Your objective -
The entries are to be given again in full. Every word must match.

** Dataset follows **

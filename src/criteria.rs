use std::collections::HashSet;
use std::fmt;

use crate::expr::{Expression, Render, Syntax};
use crate::operator::{AND, NEW_LINE, OR, Operator};
use crate::parameter::Parameter;

/// The compiled predicate tree.
///
/// `And`/`Or` hold further criteria, never raw tokens. An `And`/`Or` without children
/// counts as empty, the same as [`Criteria::Empty`].
#[derive(Debug, Clone, Default, PartialEq)]
pub enum Criteria {
    #[default]
    Empty,
    Expression(Expression),
    And(Vec<Criteria>),
    Or(Vec<Criteria>),
}

impl Criteria {
    /// Conjunction of the non-empty `children`.
    pub fn and(children: impl IntoIterator<Item = Criteria>) -> Self {
        Criteria::And(non_empty(children))
    }

    /// Disjunction of the non-empty `children`.
    pub fn or(children: impl IntoIterator<Item = Criteria>) -> Self {
        Criteria::Or(non_empty(children))
    }

    pub fn from_expression(expression: Expression) -> Self {
        expression.into_criteria()
    }

    /// Adds `child` to this criteria. A leaf turns into an `And` of itself and the child;
    /// an empty criteria is replaced by the child.
    pub fn push(&mut self, child: Criteria) {
        if child.is_empty() {
            return;
        }
        match self {
            Criteria::And(children) | Criteria::Or(children) => children.push(child),
            Criteria::Empty => *self = child,
            Criteria::Expression(_) => {
                let leaf = std::mem::take(self);
                *self = Criteria::And(vec![leaf, child]);
            }
        }
    }

    pub fn is_empty(&self) -> bool {
        match self {
            Criteria::Empty => true,
            Criteria::Expression(_) => false,
            Criteria::And(children) | Criteria::Or(children) => children.is_empty(),
        }
    }

    pub fn expression(&self) -> Option<&Expression> {
        match self {
            Criteria::Expression(expression) => Some(expression),
            _ => None,
        }
    }

    pub fn children(&self) -> &[Criteria] {
        match self {
            Criteria::And(children) | Criteria::Or(children) => children,
            _ => &[],
        }
    }

    fn conjunction(&self) -> Option<&'static Operator> {
        match self {
            Criteria::And(_) => Some(&AND),
            Criteria::Or(_) => Some(&OR),
            _ => None,
        }
    }

    /// Every parameter in rendering order, duplicates included.
    pub fn all_parameters(&self) -> Box<dyn Iterator<Item = &Parameter> + '_> {
        match self {
            Criteria::Empty => Box::new(std::iter::empty()),
            Criteria::Expression(expression) => expression.parameters(),
            Criteria::And(children) | Criteria::Or(children) => {
                Box::new(children.iter().flat_map(|child| child.all_parameters()))
            }
        }
    }

    /// Parameters with unique names; the first occurrence of a name wins.
    pub fn distinct_parameters(&self) -> Vec<&Parameter> {
        let mut seen = HashSet::new();
        self.all_parameters()
            .filter(|parameter| seen.insert(parameter.name.as_str()))
            .collect()
    }
}

fn non_empty(children: impl IntoIterator<Item = Criteria>) -> Vec<Criteria> {
    children.into_iter().filter(|child| !child.is_empty()).collect()
}

impl Render for Criteria {
    fn render(&self, syntax: Syntax) -> String {
        match (self, self.conjunction()) {
            (Criteria::Expression(expression), _) => expression.render(syntax),
            (Criteria::And(children) | Criteria::Or(children), Some(conjunction))
                if !children.is_empty() =>
            {
                let separator = format!(
                    "{} {} ",
                    NEW_LINE.spelling(syntax),
                    conjunction.spelling(syntax)
                );
                let parts: Vec<String> = children.iter().map(|c| c.render(syntax)).collect();
                format!("({})", parts.join(&separator))
            }
            _ => "()".to_string(),
        }
    }
}

impl fmt::Display for Criteria {
    fn fmt(&self, f: &mut fmt::Formatter) -> fmt::Result {
        write!(f, "{}", self.render(Syntax::Sql))
    }
}

#[cfg(test)]
mod tests {
    use super::*;
    use crate::fragment::{Identifier, SqlFragment};
    use crate::operator::registry;

    fn eq(field: &str, parameter: &str, value: i32) -> Criteria {
        Criteria::Expression(Expression::apply(
            registry().lookup("eq").unwrap(),
            Expression::operand(vec![SqlFragment::Identifier(Identifier::new(field))]),
            Expression::operand(vec![SqlFragment::Parameter(Parameter::new(parameter, value))]),
            None,
        ))
    }

    #[test]
    fn test_empty_renders_as_parentheses() {
        let cases = vec![Criteria::Empty, Criteria::And(vec![]), Criteria::or(vec![Criteria::Empty])];
        for case in cases {
            assert!(case.is_empty(), "Expected empty: {:?}", case);
            assert_eq!(case.render(Syntax::Sql), "()", "{:?}", case);
            assert_eq!(case.all_parameters().count(), 0, "{:?}", case);
        }
    }

    #[test]
    fn test_separators_per_syntax() {
        let criteria = Criteria::and(vec![
            eq("a", "Filter0", 1),
            Criteria::or(vec![eq("b", "Filter1", 2), eq("c", "Filter2", 3)]),
        ]);
        assert_eq!(
            criteria.render(Syntax::Sql),
            "([a] = @Filter0\r\n AND ([b] = @Filter1\r\n OR [c] = @Filter2))"
        );
        assert_eq!(
            criteria.render(Syntax::Filter),
            "(a eq @Filter0 and (b eq @Filter1 or c eq @Filter2))"
        );
        assert_eq!(
            criteria.render(Syntax::Placeholder),
            "([a] = ?\r\n AND ([b] = ?\r\n OR [c] = ?))"
        );
    }

    #[test]
    fn test_push() {
        let mut criteria = Criteria::Empty;
        criteria.push(Criteria::Empty);
        assert!(criteria.is_empty());

        criteria.push(eq("a", "Filter0", 1));
        assert!(criteria.expression().is_some());

        criteria.push(eq("b", "Filter1", 2));
        assert!(matches!(criteria, Criteria::And(_)));
        assert_eq!(criteria.children().len(), 2);

        let mut or = Criteria::or(vec![eq("a", "Filter0", 1)]);
        or.push(eq("b", "Filter1", 2));
        assert_eq!(or.children().len(), 2);
    }

    #[test]
    fn test_distinct_parameters_keep_first() {
        let criteria = Criteria::and(vec![
            eq("a", "Filter0", 1),
            eq("b", "Filter1", 2),
            eq("c", "Filter0", 9),
        ]);
        let all: Vec<_> = criteria.all_parameters().map(|p| p.name.as_str()).collect();
        assert_eq!(all, vec!["Filter0", "Filter1", "Filter0"]);

        let distinct = criteria.distinct_parameters();
        assert_eq!(distinct.len(), 2);
        assert_eq!(distinct[0].value, crate::parameter::Value::Int(1));
        assert_eq!(distinct[1].name, "Filter1");
    }

    #[test]
    fn test_from_expression_unwraps_nested() {
        let inner = Criteria::or(vec![eq("a", "Filter0", 1), eq("b", "Filter1", 2)]);
        let criteria = Criteria::from_expression(Expression::Nested(Box::new(inner.clone())));
        assert_eq!(criteria, inner);
    }
}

** End of Dataset **

Exercise answer -
filename src/criteria.rs
use std::collections::HashSet;
use std::fmt;

use crate::expr::{Expression, Render, Syntax};
use crate::operator::{AND, NEW_LINE, OR, Operator};
use crate::parameter::Parameter;

/// The compiled predicate tree.
///
/// `And`/`Or` hold further criteria, never raw tokens. An `And`/`Or` without children
/// counts as empty, the same as [`Criteria::Empty`].
#[derive(Debug, Clone, Default, PartialEq)]
pub enum Criteria {
    #[default]
    Empty,
    Expression(Expression),
    And(Vec<Criteria>),
    Or(Vec<Criteria>),
}

impl Criteria {
    /// Conjunction of the non-empty `children`.
    pub fn and(children: impl IntoIterator<Item = Criteria>) -> Self {
        Criteria::And(non_empty(children))
    }

    /// Disjunction of the non-empty `children`.
    pub fn or(children: impl IntoIterator<Item = Criteria>) -> Self {
        Criteria::Or(non_empty(children))
    }

    pub fn from_expression(expression: Expression) -> Self {
        expression.into_criteria()
    }

    /// Adds `child` to this criteria. A leaf turns into an `And` of itself and the child;
    /// an empty criteria is replaced by the child.
    pub fn push(&mut self, child: Criteria) {
        if child.is_empty() {
            return;
        }
        match self {
            Criteria::And(children) | Criteria::Or(children) => children.push(child),
            Criteria::Empty => *self = child,
            Criteria::Expression(_) => {
                let leaf = std::mem::take(self);
                *self = Criteria::And(vec![leaf, child]);
            }
        }
    }

    pub fn is_empty(&self) -> bool {
        match self {
            Criteria::Empty => true,
            Criteria::Expression(_) => false,
            Criteria::And(children) | Criteria::Or(children) => children.is_empty(),
        }
    }

    pub fn expression(&self) -> Option<&Expression> {
        match self {
            Criteria::Expression(expression) => Some(expression),
            _ => None,
        }
    }

    pub fn children(&self) -> &[Criteria] {
        match self {
            Criteria::And(children) | Criteria::Or(children) => children,
            _ => &[],
        }
    }

    fn conjunction(&self) -> Option<&'static Operator> {
        match self {
            Criteria::And(_) => Some(&AND),
            Criteria::Or(_) => Some(&OR),
            _ => None,
        }
    }

    /// Every parameter in rendering order, duplicates included.
    pub fn all_parameters(&self) -> Box<dyn Iterator<Item = &Parameter> + '_> {
        match self {
            Criteria::Empty => Box::new(std::iter::empty()),
            Criteria::Expression(expression) => expression.parameters(),
            Criteria::And(children) | Criteria::Or(children) => {
                Box::new(children.iter().flat_map(|child| child.all_parameters()))
            }
        }
    }

    /// Parameters with unique names; the first occurrence of a name wins.
    pub fn distinct_parameters(&self) -> Vec<&Parameter> {
        let mut seen = HashSet::new();
        self.all_parameters()
            .filter(|parameter| seen.insert(parameter.name.as_str()))
            .collect()
    }
}

fn non_empty(children: impl IntoIterator<Item = Criteria>) -> Vec<Criteria> {
    children.into_iter().filter(|child| !child.is_empty()).collect()
}

impl Render for Criteria {
    fn render(&self, syntax: Syntax) -> String {
        match (self, self.conjunction()) {
            (Criteria::Expression(expression), _) => expression.render(syntax),
            (Criteria::And(children) | Criteria::Or(children), Some(conjunction))
                if !children.is_empty() =>
            {
                let separator = format!(
                    "{} {} ",
                    NEW_LINE.spelling(syntax),
                    conjunction.spelling(syntax)
                );
                let parts: Vec<String> = children.iter().map(|c| c.render(syntax)).collect();
                format!("({})", parts.join(&separator))
            }
            _ => "()".to_string(),
        }
    }
}

impl fmt::Display for Criteria {
    fn fmt(&self, f: &mut fmt::Formatter) -> fmt::Result {
        write!(f, "{}", self.render(Syntax::Sql))
    }
}

#[cfg(test)]
mod tests {
    use super::*;
    use crate::fragment::{Identifier, SqlFragment};
    use crate::operator::registry;

    fn eq(field: &str, parameter: &str, value: i32) -> Criteria {
        Criteria::Expression(Expression::apply(
            registry().lookup("eq").unwrap(),
            Expression::operand(vec![SqlFragment::Identifier(Identifier::new(field))]),
            Expression::operand(vec![SqlFragment::Parameter(Parameter::new(parameter, value))]),
            None,
        ))
    }

    #[test]
    fn test_empty_renders_as_parentheses() {
        let cases = vec![Criteria::Empty, Criteria::And(vec![]), Criteria::or(vec![Criteria::Empty])];
        for case in cases {
            assert!(case.is_empty(), "Expected empty: {:?}", case);
            assert_eq!(case.render(Syntax::Sql), "()", "{:?}", case);
            assert_eq!(case.all_parameters().count(), 0, "{:?}", case);
        }
    }

    #[test]
    fn test_separators_per_syntax() {
        let criteria = Criteria::and(vec![
            eq("a", "Filter0", 1),
            Criteria::or(vec![eq("b", "Filter1", 2), eq("c", "Filter2", 3)]),
        ]);
        assert_eq!(
            criteria.render(Syntax::Sql),
            "([a] = @Filter0\r\n AND ([b] = @Filter1\r\n OR [c] = @Filter2))"
        );
        assert_eq!(
            criteria.render(Syntax::Filter),
            "(a eq @Filter0 and (b eq @Filter1 or c eq @Filter2))"
        );
        assert_eq!(
            criteria.render(Syntax::Placeholder),
            "([a] = ?\r\n AND ([b] = ?\r\n OR [c] = ?))"
        );
    }

    #[test]
    fn test_push() {
        let mut criteria = Criteria::Empty;
        criteria.push(Criteria::Empty);
        assert!(criteria.is_empty());

        criteria.push(eq("a", "Filter0", 1));
        assert!(criteria.expression().is_some());

        criteria.push(eq("b", "Filter1", 2));
        assert!(matches!(criteria, Criteria::And(_)));
        assert_eq!(criteria.children().len(), 2);

        let mut or = Criteria::or(vec![eq("a", "Filter0", 1)]);
        or.push(eq("b", "Filter1", 2));
        assert_eq!(or.children().len(), 2);
    }

    #[test]
    fn test_distinct_parameters_keep_first() {
        let criteria = Criteria::and(vec![
            eq("a", "Filter0", 1),
            eq("b", "Filter1", 2),
            eq("c", "Filter0", 9),
        ]);
        let all: Vec<_> = criteria.all_parameters().map(|p| p.name.as_str()).collect();
        assert_eq!(all, vec!["Filter0", "Filter1", "Filter0"]);

        let distinct = criteria.distinct_parameters();
        assert_eq!(distinct.len(), 2);
        assert_eq!(distinct[0].value, crate::parameter::Value::Int(1));
        assert_eq!(distinct[1].name, "Filter1");
    }

    #[test]
    fn test_from_expression_unwraps_nested() {
        let inner = Criteria::or(vec![eq("a", "Filter0", 1), eq("b", "Filter1", 2)]);
        let criteria = Criteria::from_expression(Expression::Nested(Box::new(inner.clone())));
        assert_eq!(criteria, inner);
    }
}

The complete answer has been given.